Álex Humberto Gana Quezada, de 42 años, lleva dos décadas cantando arriba de los microbuses que recorren las calles de la comuna, por lo que su rostro y fisonomía ya son reconocibles para los cientos de vecino de Puente Alto.

Este hombre es cantante popular y vive junto a su madre en Bajos de Mena, donde está pasando la larga cuarentena, aunque de vez en cuando sale a las calles a buscar algo de dinero, pese que su público hoy ya no esté tan masivamente al interior de los buses.

¿Cuántos años dedicado a la música popular?

-20 años entregando música al pueblo.

-¿Siempre en las micros?

-Siempre en las micros, restaurantes, ferias. Donde exista un espacio para entregar cultura hay que entregarla. Algo difícil en Chile, eso sí.

-¿Cómo llegaste a la música?

-Por un familiar, por mi tío, el doble del Gato Alquinta. Y aquí estamos, aunque aburre esta cosa porque la cultura no va mucho aquí. Pero hay que tratar de que la gente tome más conciencia de todo.

-¿Tú estudiaste algo? ¿Terminaste el Cuarto Medio y te lanzaste a la vida?

-Terminé cuarto medio pero después aprendí varias cosas.

-¿Cómo cuáles?

-Soy escultor en madera, albañil, carpintero, le hago algo a la soldadura también.

-Pero esto te motiva más.

-Sí, porque es lo que me llena realmente como persona; llena mi alma y hay que darle alegría a la gente también, en estos tiempos tan difíciles.

-¿Casado, hijos, separado, viudo?

-Pucha, casado, separado, viudo, las tengo todas.
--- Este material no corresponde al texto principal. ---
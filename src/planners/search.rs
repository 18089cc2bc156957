use std::time::Instant;

use rayon::prelude::*;

use crate::infra::{Direction, WumpusError, WumpusResult};
use crate::planners::plan_space::{MAX_PLAN_LENGTH, PlanSpace};
use crate::planners::simulator::simulate;
use crate::state::{BeliefState, Grid};

/// Longest plan searched unless a smaller cap is configured.
pub const DEFAULT_MAX_PLAN_LENGTH: usize = MAX_PLAN_LENGTH;

/// The cheapest plan and its expected time.
#[derive(Debug, Clone, PartialEq)]
pub struct PlanEvaluation {
    pub plan: Vec<Direction>,
    pub expected_cost: f64,
}

#[derive(Debug, Clone, Copy, PartialEq, Eq)]
pub struct SearchSettings {
    /// Evaluate plans on the rayon pool.
    pub parallel: bool,
    /// Longest plan the search accepts.
    pub max_plan_length: usize,
}

impl Default for SearchSettings {
    fn default() -> Self {
        Self {
            parallel: true,
            max_plan_length: DEFAULT_MAX_PLAN_LENGTH,
        }
    }
}

/// Plan length for a time budget: `floor(time_limit) + 1`.
///
/// Budgets whose plans could never be enumerated are refused before the
/// float is narrowed.
pub fn plan_length(time_limit: f64) -> WumpusResult<usize> {
    if !time_limit.is_finite() || time_limit < 0.0 {
        return Err(WumpusError::InvalidTimeBudget(time_limit));
    }
    let floored = time_limit.floor();
    if floored >= MAX_PLAN_LENGTH as f64 {
        return Err(WumpusError::PlanSpaceTooLarge {
            length: (floored as usize).saturating_add(1),
            limit: MAX_PLAN_LENGTH,
        });
    }
    Ok(floored as usize + 1)
}

/// Probability-weighted simulated time of `plan` over every candidate start.
pub fn expected_cost(grid: &Grid, belief: &BeliefState, plan: &[Direction], time_limit: f64) -> f64 {
    belief
        .iter()
        .map(|candidate| candidate.probability * simulate(grid, candidate.position, plan, time_limit))
        .sum()
}

/// Lower cost wins; equal costs go to the earlier plan.
fn better(a: (f64, u64), b: (f64, u64)) -> (f64, u64) {
    if b.0 < a.0 || (b.0 == a.0 && b.1 < a.1) { b } else { a }
}

/// Exhaustive search over every plan of the budgeted length.
#[derive(Debug, Clone, Default)]
pub struct PlanSearch {
    pub settings: SearchSettings,
}

impl PlanSearch {
    pub fn new(settings: SearchSettings) -> Self {
        Self { settings }
    }

    #[tracing::instrument(level = "debug", skip(self, grid, belief), fields(candidates = belief.len()))]
    pub fn search(
        &self,
        grid: &Grid,
        belief: &BeliefState,
        time_limit: f64,
    ) -> WumpusResult<PlanEvaluation> {
        let length = plan_length(time_limit)?;
        if length > self.settings.max_plan_length {
            return Err(WumpusError::PlanSpaceTooLarge {
                length,
                limit: self.settings.max_plan_length,
            });
        }
        if belief.is_empty() {
            return Err(WumpusError::DegenerateBelief(
                "cannot search without candidate start positions".to_string(),
            ));
        }

        let space = PlanSpace::new(length)?;
        let start_time = Instant::now();

        let (best_cost, index) = if self.settings.parallel {
            Self::search_parallel(grid, belief, &space, time_limit)
        } else {
            Self::search_sequential(grid, belief, &space, time_limit)
        };

        // Plan 0 exists in every space and seeds the argmin.
        let mut plan = vec![Direction::North; length];
        space.fill_plan(index, &mut plan);

        tracing::debug!(
            plans = space.size(),
            plan_length = length,
            best_index = index,
            expected_cost = best_cost,
            parallel = self.settings.parallel,
            elapsed_ms = start_time.elapsed().as_secs_f64() * 1000.0,
            "Plan search completed"
        );

        Ok(PlanEvaluation {
            plan,
            expected_cost: best_cost,
        })
    }

    fn search_sequential(
        grid: &Grid,
        belief: &BeliefState,
        space: &PlanSpace,
        time_limit: f64,
    ) -> (f64, u64) {
        let mut best = (f64::INFINITY, 0);
        for (index, plan) in space.iter().enumerate() {
            let cost = expected_cost(grid, belief, &plan, time_limit);
            tracing::trace!(index = index, cost = cost, "Evaluated plan");
            best = better(best, (cost, index as u64));
        }
        best
    }

    fn search_parallel(
        grid: &Grid,
        belief: &BeliefState,
        space: &PlanSpace,
        time_limit: f64,
    ) -> (f64, u64) {
        (0..space.size())
            .into_par_iter()
            .map_init(
                || vec![Direction::North; space.plan_length()],
                |plan, index| {
                    space.fill_plan(index, plan);
                    (expected_cost(grid, belief, plan, time_limit), index)
                },
            )
            .reduce(|| (f64::INFINITY, 0), better)
    }
}

/// Searches with default settings.
pub fn search(grid: &Grid, belief: &BeliefState, time_limit: f64) -> WumpusResult<PlanEvaluation> {
    PlanSearch::default().search(grid, belief, time_limit)
}
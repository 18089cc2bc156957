use reqwest::StatusCode;
use serde::{Deserialize, Serialize};
use thiserror::Error;

use crate::planners::AgentResponse;

#[derive(Error, Debug)]
pub enum ClientError {
    #[error("HTTP request failed: {0}")]
    Http(#[from] reqwest::Error),

    #[error("Server rejected the request (status {status}): {body}")]
    Rejected { status: u16, body: String },

    #[error("Replay file error: {0}")]
    Io(#[from] std::io::Error),
}

/// Answer to one run.
#[derive(Debug, Clone, PartialEq, Serialize, Deserialize)]
pub struct RunAction {
    pub run: String,
    pub action: AgentResponse,
}

/// Body of `PUT /act/{env}`.
#[derive(Debug, Clone, PartialEq, Serialize, Deserialize)]
pub struct ActRequest {
    pub agent: String,
    pub pwd: String,
    pub actions: Vec<RunAction>,
    pub single_request: bool,
}

/// A run waiting for an action. The percept is decoded by the caller so that
/// one bad percept does not spoil the whole response.
#[derive(Debug, Clone, PartialEq, Serialize, Deserialize)]
pub struct ActionRequest {
    pub run: String,
    pub percept: serde_json::Value,
}

#[derive(Debug, Clone, Default, PartialEq, Serialize, Deserialize)]
pub struct ActResponse {
    #[serde(default)]
    pub errors: Vec<String>,
    #[serde(default)]
    pub messages: Vec<String>,
    #[serde(rename = "action-requests", default)]
    pub action_requests: Vec<ActionRequest>,
}

/// Outcome of one exchange with the server.
#[derive(Debug, Clone, PartialEq)]
pub enum ServerReply {
    Ok(ActResponse),
    /// 503, worth retrying with the same actions.
    Busy,
    /// Any other status; retrying does not help.
    Rejected { status: u16, body: String },
}

/// Something that accepts actions and hands out percepts.
#[allow(async_fn_in_trait)]
pub trait ActServer {
    async fn act(&mut self, request: &ActRequest) -> Result<ServerReply, ClientError>;
}

/// HTTP connection to the environment server.
pub struct HttpConnection {
    endpoint: String,
    client: reqwest::Client,
}

impl HttpConnection {
    pub fn new(endpoint: String) -> Result<Self, ClientError> {
        let client = reqwest::Client::builder().build()?;
        Ok(HttpConnection { endpoint, client })
    }

    pub fn endpoint(&self) -> &str {
        &self.endpoint
    }
}

impl ActServer for HttpConnection {
    async fn act(&mut self, request: &ActRequest) -> Result<ServerReply, ClientError> {
        tracing::debug!(
            endpoint = %self.endpoint,
            actions = request.actions.len(),
            "Sending request"
        );

        let response = self.client.put(&self.endpoint).json(request).send().await?;

        match response.status() {
            StatusCode::OK => Ok(ServerReply::Ok(response.json().await?)),
            StatusCode::SERVICE_UNAVAILABLE => Ok(ServerReply::Busy),
            status => Ok(ServerReply::Rejected {
                status: status.as_u16(),
                body: response.text().await.unwrap_or_default(),
            }),
        }
    }
}
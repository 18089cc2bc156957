pub mod game;
pub mod infra;
pub mod planners;
pub mod state;

// Re-export commonly used types for convenience
pub use game::Game;
pub use infra::{Config, Direction, Position, WumpusError};
pub use planners::{Agent, AgentResponse, PlanEvaluation, Percept, search, simulate};
pub use state::{BeliefState, CellKind, Grid, Observation, estimate, humidity};
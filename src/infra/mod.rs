mod agent_observer;
pub mod client;
mod config;
mod default_observer;
mod error;
mod replay;
mod types;

pub use agent_observer::{AgentObserver, SessionStats};
pub use client::{ActServer, ClientError, HttpConnection};
pub use config::{Config, ConfigError};
pub use default_observer::DefaultObserver;
pub use error::{WumpusError, WumpusResult};
pub use replay::ReplayFile;
pub use types::{Direction, Position};
mod belief;
mod humidity;
mod map;

#[cfg(test)]
pub(crate) mod testing;

pub use belief::{BeliefState, Candidate, Observation, estimate};
pub use humidity::{MAX_HUMIDITY, humidity};
pub use map::{CellKind, Grid, Neighbors};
Nooo soltero.

-¿Hijos?

-¿Reconocidos? No (ríe).

¿Cómo ha sido trabajar en las micros con pocos pasajeros en medio de una pandemia?

Difícil, la gente está desconfiada por lo que pasa. No quieren colaborar mucho. Uno vive de la caridad de las personas. De las monedas que nos dan. Y uno les canta lo que se debe cantar, algo con conciencia social.

¿A qué hora comienzas a trabajar en la mañana?

-No tengo horario. No tengo jefe. Si quiero me despido solo. Es relativo a veces te va bien a veces mal. Ahora está medio fome; uno  se desanima, pero uno se dice vamos no más. De nuevo con más fuerza. Este oficio es hermoso, pero ingrato.

¿Álex, con quién vives  en Bajos de Mena?

-Con mi mamá. Quedó viuda hace como 5 años y tenemos que apoyarnos entre nosotros. Ella tiene una pensión.

¿Cómo ha sido el trabajar solo y en grupo?

Ahora estoy solo porque con los muchachos ha sido difícil juntarse ahora con la pandemia. Los muchachos no salen. Y uno no puede depender de los demás. Igual sé guitarra. Hay muchos guitarristas. Pero yo toco el bombo y quena. Soy percusionista. No hay percusionistas aquí.

-¿Es extraño que te subas a una micro y haya pocos pasajeros?

-Sí, es extraño. Porque si no nos cuidamos y no hay conciencia, es difícil. Pero dependemos de la gente. El peso es grande para nosotros, pero hay que salir a buscar la monedita. Nosotros no cotizamos nada. Vivimos al día.

Alex, vives en un sector vulnerable. ¿Has visto que se han multiplicado las ollas comunes? Que si llega una caja, ¿se necesita siempre otra más?

-Sí, yo creo que eso es un parche no más. Es tapar el sol con un dedo. Porque todavía hay mucha pobreza y en este país hay mucho dinero.

¿Cómo lo haces con la música? ¿Escuchas en tu casa música y buscas otro repertorio?

-Sí, es que uno fluye. De repente me acuerdo de la música que no se ha tocado. Hay mucha música que se está perdiendo. Los cabros jóvenes ya no escuchan nuestra música.

Alex, ¿la gente te reconoce en la calle?

-Hasta los perros me reconocen. Si con tantos años, además uno les dice las verdades. Y nosotros llevamos a esto que está pasando. Y el gobierno no ve las falencias que tiene un pueblo.

¿Cuál es la mejor canción que representa el momento que estamos viviendo?

-La marcha de la bronca, de Pedro y Pablo, pero la hizo conocida Gervacio. Hay varias más, pero ese tema está llegando a la gente. “Bronca sin fusiles y sin bombas Bronca con los dos dedos en Ve, Bronca que también es esperanza Marcha de la bronca y de la fe…”

La marcha de la bronca, Pedro y Pablo.